(Task objective) In the data, find the word "phase" and copy out every line that has it.

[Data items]
★ ★ ★ ★ ★ ★ ★
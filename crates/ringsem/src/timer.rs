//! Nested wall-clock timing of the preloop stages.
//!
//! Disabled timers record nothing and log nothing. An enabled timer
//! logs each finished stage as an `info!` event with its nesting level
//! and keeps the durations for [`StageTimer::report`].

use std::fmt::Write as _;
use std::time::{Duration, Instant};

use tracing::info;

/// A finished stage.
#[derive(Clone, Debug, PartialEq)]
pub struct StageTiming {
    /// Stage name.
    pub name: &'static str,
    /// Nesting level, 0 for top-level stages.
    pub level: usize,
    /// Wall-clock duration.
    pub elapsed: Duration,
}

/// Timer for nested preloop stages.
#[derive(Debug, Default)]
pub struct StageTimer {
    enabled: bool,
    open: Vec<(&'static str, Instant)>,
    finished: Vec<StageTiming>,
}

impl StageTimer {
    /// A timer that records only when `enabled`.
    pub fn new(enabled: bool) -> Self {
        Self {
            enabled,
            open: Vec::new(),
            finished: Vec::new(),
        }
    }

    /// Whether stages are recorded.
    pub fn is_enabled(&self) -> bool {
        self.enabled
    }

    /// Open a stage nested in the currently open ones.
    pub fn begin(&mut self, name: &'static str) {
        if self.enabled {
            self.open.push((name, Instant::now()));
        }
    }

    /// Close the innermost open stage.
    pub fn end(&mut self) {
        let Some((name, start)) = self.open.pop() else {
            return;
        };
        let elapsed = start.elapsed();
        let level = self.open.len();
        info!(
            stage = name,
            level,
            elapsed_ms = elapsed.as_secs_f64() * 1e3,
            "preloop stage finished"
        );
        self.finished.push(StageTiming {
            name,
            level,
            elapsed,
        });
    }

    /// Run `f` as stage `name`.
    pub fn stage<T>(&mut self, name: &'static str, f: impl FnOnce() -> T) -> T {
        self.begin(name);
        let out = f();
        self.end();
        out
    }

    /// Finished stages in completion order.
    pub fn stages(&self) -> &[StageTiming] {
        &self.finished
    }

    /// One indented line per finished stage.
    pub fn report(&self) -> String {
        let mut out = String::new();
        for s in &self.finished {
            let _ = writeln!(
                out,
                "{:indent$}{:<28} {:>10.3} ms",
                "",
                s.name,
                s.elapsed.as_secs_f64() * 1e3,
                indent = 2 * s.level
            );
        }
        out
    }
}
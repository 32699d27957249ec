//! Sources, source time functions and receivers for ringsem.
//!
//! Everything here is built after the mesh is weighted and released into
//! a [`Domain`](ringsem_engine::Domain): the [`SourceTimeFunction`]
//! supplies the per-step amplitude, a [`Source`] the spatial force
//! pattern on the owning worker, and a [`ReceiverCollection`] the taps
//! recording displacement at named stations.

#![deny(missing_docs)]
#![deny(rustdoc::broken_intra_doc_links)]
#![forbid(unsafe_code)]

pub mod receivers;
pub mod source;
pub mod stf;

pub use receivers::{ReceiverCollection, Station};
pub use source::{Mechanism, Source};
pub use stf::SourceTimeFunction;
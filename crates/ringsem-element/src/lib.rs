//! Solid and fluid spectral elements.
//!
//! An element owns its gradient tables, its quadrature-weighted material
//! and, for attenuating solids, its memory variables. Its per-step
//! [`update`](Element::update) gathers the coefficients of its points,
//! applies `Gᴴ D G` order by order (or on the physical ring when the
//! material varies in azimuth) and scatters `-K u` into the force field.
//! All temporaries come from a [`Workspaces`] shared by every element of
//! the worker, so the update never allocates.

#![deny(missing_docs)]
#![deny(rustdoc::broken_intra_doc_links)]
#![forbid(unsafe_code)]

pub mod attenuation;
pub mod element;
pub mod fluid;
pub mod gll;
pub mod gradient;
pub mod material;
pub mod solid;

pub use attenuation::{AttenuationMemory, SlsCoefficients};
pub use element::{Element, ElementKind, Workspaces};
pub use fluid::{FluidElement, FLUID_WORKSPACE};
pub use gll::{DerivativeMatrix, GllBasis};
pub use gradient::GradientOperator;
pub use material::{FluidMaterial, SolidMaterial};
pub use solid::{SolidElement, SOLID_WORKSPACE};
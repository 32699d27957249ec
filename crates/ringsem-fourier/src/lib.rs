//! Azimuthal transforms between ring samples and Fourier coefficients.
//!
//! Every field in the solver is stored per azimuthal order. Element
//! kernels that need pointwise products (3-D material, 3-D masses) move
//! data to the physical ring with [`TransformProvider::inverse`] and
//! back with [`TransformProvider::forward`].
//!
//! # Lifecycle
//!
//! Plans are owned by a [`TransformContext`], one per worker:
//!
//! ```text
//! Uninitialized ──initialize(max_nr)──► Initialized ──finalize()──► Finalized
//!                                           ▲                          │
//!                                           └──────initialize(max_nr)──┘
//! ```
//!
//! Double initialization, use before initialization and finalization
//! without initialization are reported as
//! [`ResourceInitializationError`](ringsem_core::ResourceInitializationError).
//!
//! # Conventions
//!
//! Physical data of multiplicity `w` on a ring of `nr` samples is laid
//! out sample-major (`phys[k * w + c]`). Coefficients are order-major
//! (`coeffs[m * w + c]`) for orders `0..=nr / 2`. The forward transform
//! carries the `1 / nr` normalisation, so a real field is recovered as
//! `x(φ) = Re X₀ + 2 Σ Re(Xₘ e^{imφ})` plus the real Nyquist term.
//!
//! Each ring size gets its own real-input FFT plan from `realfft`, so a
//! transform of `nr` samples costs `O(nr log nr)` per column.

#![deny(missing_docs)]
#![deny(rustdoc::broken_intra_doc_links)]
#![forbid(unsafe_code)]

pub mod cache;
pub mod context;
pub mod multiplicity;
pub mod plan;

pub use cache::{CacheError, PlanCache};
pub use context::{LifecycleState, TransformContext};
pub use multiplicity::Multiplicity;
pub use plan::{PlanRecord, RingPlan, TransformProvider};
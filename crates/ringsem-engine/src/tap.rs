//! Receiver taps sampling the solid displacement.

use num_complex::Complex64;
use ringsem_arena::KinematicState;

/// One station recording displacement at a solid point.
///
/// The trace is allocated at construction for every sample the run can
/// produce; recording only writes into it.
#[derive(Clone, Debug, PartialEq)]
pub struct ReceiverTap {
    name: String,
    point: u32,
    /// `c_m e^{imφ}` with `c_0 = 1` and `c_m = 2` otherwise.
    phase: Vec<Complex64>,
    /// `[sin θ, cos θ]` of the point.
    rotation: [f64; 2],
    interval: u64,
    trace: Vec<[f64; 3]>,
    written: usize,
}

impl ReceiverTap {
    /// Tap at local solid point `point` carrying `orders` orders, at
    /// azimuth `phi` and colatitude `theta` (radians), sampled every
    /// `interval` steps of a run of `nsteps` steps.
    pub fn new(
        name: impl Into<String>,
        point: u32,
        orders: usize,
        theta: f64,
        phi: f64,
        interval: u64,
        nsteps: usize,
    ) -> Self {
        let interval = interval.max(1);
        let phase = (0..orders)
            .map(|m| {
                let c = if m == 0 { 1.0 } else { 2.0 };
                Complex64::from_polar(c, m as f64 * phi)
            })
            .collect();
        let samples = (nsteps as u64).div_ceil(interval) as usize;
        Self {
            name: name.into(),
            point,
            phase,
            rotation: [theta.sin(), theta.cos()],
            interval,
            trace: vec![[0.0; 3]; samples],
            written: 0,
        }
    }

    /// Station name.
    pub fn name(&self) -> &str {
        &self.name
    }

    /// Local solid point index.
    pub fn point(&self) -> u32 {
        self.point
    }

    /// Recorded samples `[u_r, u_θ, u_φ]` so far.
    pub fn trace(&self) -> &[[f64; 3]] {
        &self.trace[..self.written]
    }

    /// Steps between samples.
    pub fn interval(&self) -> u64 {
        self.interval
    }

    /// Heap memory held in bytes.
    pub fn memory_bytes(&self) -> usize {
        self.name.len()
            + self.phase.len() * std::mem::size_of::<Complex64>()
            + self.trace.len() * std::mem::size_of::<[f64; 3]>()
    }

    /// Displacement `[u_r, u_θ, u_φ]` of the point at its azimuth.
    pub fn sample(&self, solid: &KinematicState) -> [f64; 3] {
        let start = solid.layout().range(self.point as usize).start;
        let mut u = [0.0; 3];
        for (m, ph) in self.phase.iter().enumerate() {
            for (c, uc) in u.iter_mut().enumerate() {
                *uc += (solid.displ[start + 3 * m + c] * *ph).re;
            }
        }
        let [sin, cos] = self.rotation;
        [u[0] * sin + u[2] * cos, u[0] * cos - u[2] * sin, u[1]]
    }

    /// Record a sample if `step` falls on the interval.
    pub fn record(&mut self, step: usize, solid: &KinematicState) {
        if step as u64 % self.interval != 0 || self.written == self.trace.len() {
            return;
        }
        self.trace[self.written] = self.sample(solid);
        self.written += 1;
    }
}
★ ★ ★ ★ ★ ★ ★
(Answer box)
    phase: Vec<Complex64>,
        let phase = (0..orders)
            phase,
            + self.phase.len() * std::mem::size_of::<Complex64>()
        for (m, ph) in self.phase.iter().enumerate() {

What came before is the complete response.